> **Description of the task**
Among the lines below, keep only those from the one containing "and dry runs" through the one containing "Some((scheme, rest)) =>", and reproduce them exactly.

[Saved data entries]
● ● ● ● ●

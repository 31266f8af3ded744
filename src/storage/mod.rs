//! Object storage collaborators.
//!
//! The pipeline core only talks to storage through [`ObjectStore`]:
//!
//! - [`ObjectStore::open`] streams a single raw object (the reader stages it locally)
//! - [`ObjectStore::put_partition`] replaces a whole destination partition as one unit
//! - [`ObjectStore::list_partition`] enumerates a partition's objects (used for read-back)
//!
//! Implementations:
//! - [`LocalObjectStore`]: maps URIs onto a directory tree, publishes via directory renames
//! - [`MemoryObjectStore`]: map-backed store for tests and dry runs
//!
//! Destination partitions follow `{base}/{dataset}/year={YYYY}/month={MM}/`, see
//! [`partition_uri`].

pub mod local;
pub mod memory;

use std::fmt;
use std::io::{self, Read};
use std::str::FromStr;

use serde::{Deserialize, Serialize};

use crate::error::{PipelineError, PipelineResult};

pub use local::LocalObjectStore;
pub use memory::MemoryObjectStore;

/// A parsed storage location: `scheme://bucket/key` or a bare filesystem path.
#[derive(Debug, Clone, PartialEq, Eq, Hash, PartialOrd, Ord)]
pub struct StorageUri {
    scheme: Option<String>,
    path: String,
}

impl StorageUri {
    /// Parse a URI such as `s3://bucket/clientes/` or `./data/raw`.
    pub fn parse(raw: &str) -> PipelineResult<Self> {
        let raw = raw.trim();
        if raw.is_empty() {
            return Err(PipelineError::config("storage uri is empty"));
        }

        match raw.split_once("://") {
            Some((scheme, rest)) => {
                if scheme.is_empty() || !scheme.chars().all(|c| c.is_ascii_alphanumeric()) {
                    return Err(PipelineError::config(format!("invalid uri scheme in '{raw}'")));
                }
                let scheme = scheme.to_ascii_lowercase();
                let path = if scheme == "file" {
                    rest.trim_end_matches('/')
                } else {
                    rest.trim_matches('/')
                };
                if path.is_empty() {
                    return Err(PipelineError::config(format!("uri '{raw}' has no path")));
                }
                Ok(Self {
                    scheme: Some(scheme),
                    path: path.to_string(),
                })
            }
            None => {
                let trimmed = raw.trim_end_matches('/');
                let path = if trimmed.is_empty() { "/" } else { trimmed };
                Ok(Self {
                    scheme: None,
                    path: path.to_string(),
                })
            }
        }
    }

    /// URI scheme (`s3`, `s3a`, `file`, ...), if any.
    pub fn scheme(&self) -> Option<&str> {
        self.scheme.as_deref()
    }

    /// Path part: `bucket/key` for remote schemes, a filesystem path otherwise.
    pub fn path(&self) -> &str {
        &self.path
    }

    /// Append one or more `/`-separated segments.
    pub fn join(&self, segment: &str) -> Self {
        let segment = segment.trim_matches('/');
        if segment.is_empty() {
            return self.clone();
        }
        let path = if self.path.ends_with('/') {
            format!("{}{segment}", self.path)
        } else {
            format!("{}/{segment}", self.path)
        };
        Self {
            scheme: self.scheme.clone(),
            path,
        }
    }
}

impl fmt::Display for StorageUri {
    fn fmt(&self, f: &mut fmt::Formatter<'_>) -> fmt::Result {
        match &self.scheme {
            Some(scheme) => write!(f, "{scheme}://{}", self.path),
            None => f.write_str(&self.path),
        }
    }
}

impl FromStr for StorageUri {
    type Err = PipelineError;

    fn from_str(s: &str) -> Result<Self, Self::Err> {
        Self::parse(s)
    }
}

/// Logical date partition of a run.
#[derive(Debug, Clone, Copy, PartialEq, Eq, Serialize, Deserialize)]
pub struct Partition {
    pub year: u16,
    pub month: u8,
}

impl Partition {
    /// Create a partition, validating the month.
    pub fn new(year: u16, month: u8) -> PipelineResult<Self> {
        let p = Self { year, month };
        p.validate()?;
        Ok(p)
    }

    pub(crate) fn validate(&self) -> PipelineResult<()> {
        if !(1..=12).contains(&self.month) {
            return Err(PipelineError::config(format!(
                "partition month must be within 1..=12, got {}",
                self.month
            )));
        }
        Ok(())
    }
}

impl fmt::Display for Partition {
    fn fmt(&self, f: &mut fmt::Formatter<'_>) -> fmt::Result {
        write!(f, "year={:04}/month={:02}", self.year, self.month)
    }
}

/// `{base}/{dataset}/year={YYYY}/month={MM}`.
pub fn partition_uri(base: &StorageUri, dataset: &str, partition: Partition) -> StorageUri {
    base.join(dataset).join(&partition.to_string())
}

/// `{base}/{dataset}/year={YYYY}/month={MM}/{dataset}.csv`, the raw-zone layout.
pub fn source_uri(base: &StorageUri, dataset: &str, partition: Partition) -> StorageUri {
    partition_uri(base, dataset, partition).join(&format!("{dataset}.csv"))
}

/// One object to be published inside a partition.
#[derive(Debug, Clone, PartialEq, Eq)]
pub struct PartitionFile {
    /// Object name relative to the partition (no separators).
    pub name: String,
    /// Object content.
    pub bytes: Vec<u8>,
}

impl PartitionFile {
    pub fn new(name: impl Into<String>, bytes: Vec<u8>) -> Self {
        Self {
            name: name.into(),
            bytes,
        }
    }
}

/// Storage backend used by the reader and writer.
///
/// Implementations must be shareable across pipelines running on different threads.
pub trait ObjectStore: Send + Sync + fmt::Debug {
    /// Open a byte stream over one object.
    fn open(&self, uri: &StorageUri) -> io::Result<Box<dyn Read + Send>>;

    /// Replace every object under `partition` with `files`.
    ///
    /// Readers must never observe a mix of old and new objects. On error the partition keeps its
    /// previous contents.
    fn put_partition(&self, partition: &StorageUri, files: &[PartitionFile]) -> io::Result<()>;

    /// Names of the objects directly inside `partition`, sorted.
    fn list_partition(&self, partition: &StorageUri) -> io::Result<Vec<String>>;

    /// Read a whole object inside a partition.
    fn read_object(&self, partition: &StorageUri, name: &str) -> io::Result<Vec<u8>> {
        let mut buf = Vec::new();
        self.open(&partition.join(name))?.read_to_end(&mut buf)?;
        Ok(buf)
    }
}

pub(crate) fn validate_object_name(name: &str) -> io::Result<()> {
    let invalid = name.is_empty()
        || name == "."
        || name == ".."
        || name.contains('/')
        || name.contains('\\');
    if invalid {
        return Err(io::Error::new(
            io::ErrorKind::InvalidInput,
            format!("invalid object name '{name}'"),
        ));
    }
    Ok(())
}
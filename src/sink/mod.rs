//! Writing curated datasets to their destination partition.
//!
//! [`write_dataset`] encodes the whole dataset first ([`encode_parquet`]) and only then hands
//! the finished file set to [`ObjectStore::put_partition`], which swaps it in as a unit. A
//! failure at any point leaves the partition as it was.

pub mod parquet;

use crate::error::{PipelineError, PipelineResult};
use crate::storage::{ObjectStore, PartitionFile, StorageUri};
use crate::types::DataSet;

pub use self::parquet::encode_parquet;

/// Name of the single data file in every curated partition.
pub const DATA_FILE_NAME: &str = "part-00000.parquet";

/// Empty marker published next to the data file once a write completes.
pub const SUCCESS_MARKER: &str = "_SUCCESS";

/// What a successful write published.
#[derive(Debug, Clone, Copy, PartialEq, Eq)]
pub struct WriteStats {
    pub rows: usize,
    pub bytes: usize,
}

/// Replace the contents of `destination` with `dataset` as Parquet.
///
/// Any encoding or publishing failure is reported as
/// [`PipelineError::DestinationWriteFailure`].
pub fn write_dataset(
    store: &dyn ObjectStore,
    dataset: &DataSet,
    destination: &StorageUri,
) -> PipelineResult<WriteStats> {
    let failure = |message: String| PipelineError::DestinationWriteFailure {
        destination: destination.to_string(),
        message,
    };

    let bytes = encode_parquet(dataset).map_err(|e| failure(e.to_string()))?;
    let stats = WriteStats {
        rows: dataset.row_count(),
        bytes: bytes.len(),
    };

    let files = [
        PartitionFile::new(DATA_FILE_NAME, bytes),
        PartitionFile::new(SUCCESS_MARKER, Vec::new()),
    ];
    store
        .put_partition(destination, &files)
        .map_err(|e| failure(e.to_string()))?;

    Ok(stats)
}
use std::fmt;
use std::sync::Arc;
use std::sync::atomic::{AtomicBool, Ordering};
use std::time::{Duration, Instant};

use serde::Serialize;

use crate::catalog::{DatasetDescriptor, DatasetKind};
use crate::error::{PipelineError, PipelineResult};
use crate::ingestion::{ReaderOptions, read_dataset};
use crate::processing::{CleanStats, clean_with_stats, normalize};
use crate::sink::write_dataset;
use crate::storage::ObjectStore;

use super::observer::{PipelineEvent, PipelineMetrics, PipelineObserver, Severity};

/// Lifecycle of a single dataset pipeline.
///
/// `Idle → Reading → Cleaning → Normalizing → Writing → Done`; `Failed` is reachable from every
/// non-terminal state.
#[derive(Debug, Clone, Copy, PartialEq, Eq, Hash, Serialize)]
#[serde(rename_all = "snake_case")]
pub enum PipelineState {
    Idle,
    Reading,
    Cleaning,
    Normalizing,
    Writing,
    Done,
    Failed,
}

impl PipelineState {
    pub fn is_terminal(self) -> bool {
        matches!(self, PipelineState::Done | PipelineState::Failed)
    }
}

impl fmt::Display for PipelineState {
    fn fmt(&self, f: &mut fmt::Formatter<'_>) -> fmt::Result {
        let s = match self {
            PipelineState::Idle => "idle",
            PipelineState::Reading => "reading",
            PipelineState::Cleaning => "cleaning",
            PipelineState::Normalizing => "normalizing",
            PipelineState::Writing => "writing",
            PipelineState::Done => "done",
            PipelineState::Failed => "failed",
        };
        f.pad(s)
    }
}

/// Shared cancellation flag.
///
/// Pipelines check it before entering each working state. A write that has already started is
/// never interrupted.
#[derive(Debug, Clone, Default)]
pub struct CancellationToken(Arc<AtomicBool>);

impl CancellationToken {
    pub fn new() -> Self {
        Self::default()
    }

    pub fn cancel(&self) {
        self.0.store(true, Ordering::SeqCst);
    }

    pub fn is_cancelled(&self) -> bool {
        self.0.load(Ordering::SeqCst)
    }
}

/// Row and byte counts of a pipeline that reached `Done`.
#[derive(Debug, Clone, Copy, Default, PartialEq, Eq)]
pub struct DatasetStats {
    pub rows_read: usize,
    pub clean: CleanStats,
    pub rows_written: usize,
    pub bytes_written: usize,
}

/// Final result of one dataset pipeline.
#[derive(Debug)]
pub struct DatasetOutcome {
    pub kind: DatasetKind,
    pub final_state: PipelineState,
    /// State the pipeline was in when it failed.
    pub failed_during: Option<PipelineState>,
    pub stats: Option<DatasetStats>,
    pub error: Option<PipelineError>,
    pub elapsed: Duration,
}

impl DatasetOutcome {
    pub fn is_done(&self) -> bool {
        self.final_state == PipelineState::Done
    }
}

/// Everything a pipeline borrows from the runner for the duration of one run.
pub(crate) struct PipelineContext<'a> {
    pub store: &'a dyn ObjectStore,
    pub reader: &'a ReaderOptions,
    pub observer: Option<&'a dyn PipelineObserver>,
    pub metrics: &'a PipelineMetrics,
    pub cancel: &'a CancellationToken,
    pub alert_at_or_above: Severity,
}

impl PipelineContext<'_> {
    fn emit(&self, event: PipelineEvent) {
        if let Some(o) = self.observer {
            o.on_event(&event);
        }
    }
}

/// One dataset's read → clean → normalize → write chain.
#[derive(Debug)]
pub struct DatasetPipeline<'d> {
    descriptor: &'d DatasetDescriptor,
    state: PipelineState,
}

impl<'d> DatasetPipeline<'d> {
    pub fn new(descriptor: &'d DatasetDescriptor) -> Self {
        Self {
            descriptor,
            state: PipelineState::Idle,
        }
    }

    /// Drive the pipeline to a terminal state. Errors are captured in the outcome, never
    /// propagated.
    pub(crate) fn run(mut self, ctx: &PipelineContext<'_>) -> DatasetOutcome {
        let started = Instant::now();
        let kind = self.descriptor.kind;
        ctx.metrics.on_pipeline_start();

        match self.execute(ctx) {
            Ok(stats) => {
                self.transition(ctx, PipelineState::Done);
                ctx.metrics.on_pipeline_success(&stats);
                let elapsed = started.elapsed();
                ctx.emit(PipelineEvent::DatasetFinished {
                    dataset: kind,
                    stats,
                    elapsed,
                });
                DatasetOutcome {
                    kind,
                    final_state: PipelineState::Done,
                    failed_during: None,
                    stats: Some(stats),
                    error: None,
                    elapsed,
                }
            }
            Err(e) => {
                let during = self.state;
                self.transition(ctx, PipelineState::Failed);
                ctx.metrics.on_pipeline_failure();

                let severity = Severity::of(&e);
                ctx.emit(PipelineEvent::DatasetFailed {
                    dataset: kind,
                    during,
                    severity,
                    error: e.to_string(),
                });
                if severity >= ctx.alert_at_or_above {
                    if let Some(o) = ctx.observer {
                        o.on_alert(kind, severity, &e);
                    }
                }

                DatasetOutcome {
                    kind,
                    final_state: PipelineState::Failed,
                    failed_during: Some(during),
                    stats: None,
                    error: Some(e),
                    elapsed: started.elapsed(),
                }
            }
        }
    }

    fn execute(&mut self, ctx: &PipelineContext<'_>) -> PipelineResult<DatasetStats> {
        let d = self.descriptor;

        self.enter(ctx, PipelineState::Reading)?;
        let raw = read_dataset(ctx.store, &d.source, ctx.reader)?;
        let rows_read = raw.row_count();
        ctx.metrics.on_rows_read(rows_read);

        self.enter(ctx, PipelineState::Cleaning)?;
        let (cleaned, clean) = clean_with_stats(&raw);
        drop(raw);

        self.enter(ctx, PipelineState::Normalizing)?;
        let curated = normalize(&cleaned, &d.schema)?;
        drop(cleaned);

        self.enter(ctx, PipelineState::Writing)?;
        let written = write_dataset(ctx.store, &curated, &d.destination)?;

        Ok(DatasetStats {
            rows_read,
            clean,
            rows_written: written.rows,
            bytes_written: written.bytes,
        })
    }

    fn enter(&mut self, ctx: &PipelineContext<'_>, next: PipelineState) -> PipelineResult<()> {
        if ctx.cancel.is_cancelled() {
            return Err(PipelineError::Cancelled { stage: next });
        }
        self.transition(ctx, next);
        Ok(())
    }

    fn transition(&mut self, ctx: &PipelineContext<'_>, to: PipelineState) {
        let from = std::mem::replace(&mut self.state, to);
        ctx.emit(PipelineEvent::StateChanged {
            dataset: self.descriptor.kind,
            from,
            to,
        });
    }
}
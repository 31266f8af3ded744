use thiserror::Error;

use crate::execution::PipelineState;

/// Convenience result type for pipeline operations.
pub type PipelineResult<T> = Result<T, PipelineError>;

/// Error type returned by every pipeline stage.
///
/// A single error enum shared by reading, cleaning, normalization and writing. Each variant is
/// fatal to the dataset pipeline that raised it and to nothing else.
#[derive(Debug, Error)]
pub enum PipelineError {
    /// The object store could not open or stream a source object.
    #[error("source unavailable: {uri}: {source}")]
    SourceUnavailable {
        uri: String,
        #[source]
        source: std::io::Error,
    },

    /// A data record does not have the same number of fields as the header.
    #[error("malformed row at line {row}: expected {expected} fields, found {found}")]
    MalformedRow {
        row: usize,
        expected: usize,
        found: usize,
    },

    /// A value could not be coerced into the type required by the target schema.
    #[error("failed to coerce value at row {row} column '{column}': {message} (raw='{raw}')")]
    CoercionError {
        row: usize,
        column: String,
        raw: String,
        message: String,
    },

    /// Encoding or publishing the destination partition failed. The partition keeps whatever it
    /// held before the write.
    #[error("failed to write destination {destination}: {message}")]
    DestinationWriteFailure { destination: String, message: String },

    /// The input does not conform to the target schema (e.g. a mapped source column is absent).
    #[error("schema mismatch: {message}")]
    SchemaMismatch { message: String },

    /// The run was cancelled before the pipeline entered `stage`.
    #[error("cancelled before {stage}")]
    Cancelled { stage: PipelineState },

    /// Invalid run configuration.
    #[error("config error: {message}")]
    Config { message: String },

    /// CSV parsing error.
    #[error("csv error: {0}")]
    Csv(#[from] csv::Error),

    /// Parquet encoding/decoding error.
    #[error("parquet error: {0}")]
    Parquet(#[from] parquet::errors::ParquetError),

    /// Underlying I/O error (e.g. staging a source into a temporary file).
    #[error("io error: {0}")]
    Io(#[from] std::io::Error),

    /// The worker pool for parallel pipelines could not be created.
    #[error("thread pool error: {0}")]
    ThreadPool(#[from] rayon::ThreadPoolBuildError),
}

impl PipelineError {
    pub(crate) fn config(message: impl Into<String>) -> Self {
        Self::Config {
            message: message.into(),
        }
    }
}
//! In-memory dataset transformations.
//!
//! Both stages are pure: they take a [`crate::types::DataSet`] by reference and return a new
//! one.
//!
//! - [`clean()`]: drop rows with missing values, then drop duplicate rows
//! - [`normalize()`]: project onto a [`crate::catalog::TargetSchema`], applying coercion rules
//!
//! ## Example: clean → normalize
//!
//! ```rust
//! use zone_curation::catalog::DatasetKind;
//! use zone_curation::processing::{clean, normalize};
//! use zone_curation::types::{DataSet, Schema, Value};
//!
//! let raw = DataSet::new(
//!     Schema::utf8(["cliente_id", "tipo_identificacion", "nombre", "ciudad"]),
//!     vec![
//!         vec![Value::text("1"), Value::text("CC"), Value::text("Juan PEREZ"), Value::text("Cali")],
//!         vec![Value::text("1"), Value::text("CC"), Value::text("Juan PEREZ"), Value::text("Cali")],
//!         vec![Value::text("2"), Value::Null, Value::text("Ana"), Value::text("Cali")],
//!     ],
//! );
//!
//! let cleaned = clean(&raw);
//! assert_eq!(cleaned.row_count(), 1);
//!
//! let curated = normalize(&cleaned, &DatasetKind::Customers.target_schema()).unwrap();
//! assert_eq!(curated.rows[0][2], Value::text("juan perez"));
//! ```

pub mod clean;
pub mod normalize;

pub use clean::{CleanStats, clean, clean_with_stats, drop_duplicates, drop_missing};
pub use normalize::{coerce, normalize, output_schema};
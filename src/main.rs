use std::path::PathBuf;
use std::process::ExitCode;
use std::sync::Arc;

use clap::Parser;

use zone_curation::config::PipelineConfig;
use zone_curation::execution::{PipelineRunner, RunReport, TracingObserver};
use zone_curation::storage::LocalObjectStore;

#[derive(Parser)]
#[command(
    name = "zone-curation",
    about = "Curate raw-zone datasets into Parquet partitions"
)]
struct Cli {
    /// Path to the TOML or JSON run configuration.
    #[arg(long, env = "ZONE_CURATION_CONFIG")]
    config: PathBuf,

    /// Print the run summary as JSON on stdout.
    #[arg(long)]
    json: bool,
}

fn main() -> ExitCode {
    tracing_subscriber::fmt()
        .with_env_filter(
            tracing_subscriber::EnvFilter::try_from_default_env()
                .unwrap_or_else(|_| "info".into()),
        )
        .with_writer(std::io::stderr)
        .init();

    let cli = Cli::parse();

    tracing::info!(config = %cli.config.display(), "loading configuration");
    let (config, descriptors) = match PipelineConfig::from_path(&cli.config)
        .and_then(|c| c.descriptors().map(|d| (c, d)))
    {
        Ok(loaded) => loaded,
        Err(e) => {
            tracing::error!(error = %e, "failed to load config");
            return ExitCode::from(2);
        }
    };
    let reader = match config.reader_options() {
        Ok(r) => r,
        Err(e) => {
            tracing::error!(error = %e, "invalid reader options");
            return ExitCode::from(2);
        }
    };

    let store = Arc::new(LocalObjectStore::new(&config.storage.root));
    let store_root = store.root().display().to_string();
    let runner = PipelineRunner::new(store, reader, config.execution_options())
        .with_observer(Arc::new(TracingObserver));

    tracing::info!(
        root = %store_root,
        datasets = descriptors.len(),
        partition = %config.partition,
        parallelism = config.execution.parallelism,
        "starting run"
    );
    let report = match runner.run(&descriptors) {
        Ok(r) => r,
        Err(e) => {
            tracing::error!(error = %e, "run could not start");
            return ExitCode::FAILURE;
        }
    };

    if cli.json {
        match serde_json::to_string_pretty(&report.summary()) {
            Ok(s) => println!("{s}"),
            Err(e) => tracing::error!(error = %e, "failed to render summary"),
        }
    } else {
        print_summary(&report);
    }

    if report.is_success() {
        ExitCode::SUCCESS
    } else {
        ExitCode::FAILURE
    }
}

fn print_summary(report: &RunReport) {
    for o in &report.outcomes {
        match (&o.stats, &o.error) {
            (Some(s), _) => println!(
                "{:<13} {:<7} read={} dropped={} written={}",
                o.kind,
                o.final_state,
                s.rows_read,
                s.clean.dropped_missing + s.clean.dropped_duplicates,
                s.rows_written
            ),
            (None, Some(e)) => println!("{:<13} {:<7} {e}", o.kind, o.final_state),
            (None, None) => println!("{:<13} {}", o.kind, o.final_state),
        }
    }
    println!("elapsed={:?} {}", report.elapsed, report.metrics);
}
//! Reading datasets out of storage.
//!
//! - [`csv`]: the raw-zone reader. [`read_dataset`] stages an object locally and parses it as
//!   delimited text with a header row, every value kept as text.
//! - [`parquet`]: read-back of curated partitions written by [`crate::sink`].
//! - [`staging`]: scoped local copies of remote objects.

pub mod csv;
pub mod parquet;
pub mod staging;

pub use self::csv::{ReaderOptions, read_dataset, read_delimited_from_path, read_delimited_from_reader};
pub use self::parquet::{read_parquet_from_path, read_partition};
pub use self::staging::StagedObject;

● ● ● ● ●

> **Exercise response**
//! - [`MemoryObjectStore`]: map-backed store for tests and dry runs
//!
//! Destination partitions follow `{base}/{dataset}/year={YYYY}/month={MM}/`, see
//! [`partition_uri`].

pub mod local;
pub mod memory;

use std::fmt;
use std::io::{self, Read};
use std::str::FromStr;

use serde::{Deserialize, Serialize};

use crate::error::{PipelineError, PipelineResult};

pub use local::LocalObjectStore;
pub use memory::MemoryObjectStore;

/// A parsed storage location: `scheme://bucket/key` or a bare filesystem path.
#[derive(Debug, Clone, PartialEq, Eq, Hash, PartialOrd, Ord)]
pub struct StorageUri {
    scheme: Option<String>,
    path: String,
}

impl StorageUri {
    /// Parse a URI such as `s3://bucket/clientes/` or `./data/raw`.
    pub fn parse(raw: &str) -> PipelineResult<Self> {
        let raw = raw.trim();
        if raw.is_empty() {
            return Err(PipelineError::config("storage uri is empty"));
        }

        match raw.split_once("://") {
            Some((scheme, rest)) => {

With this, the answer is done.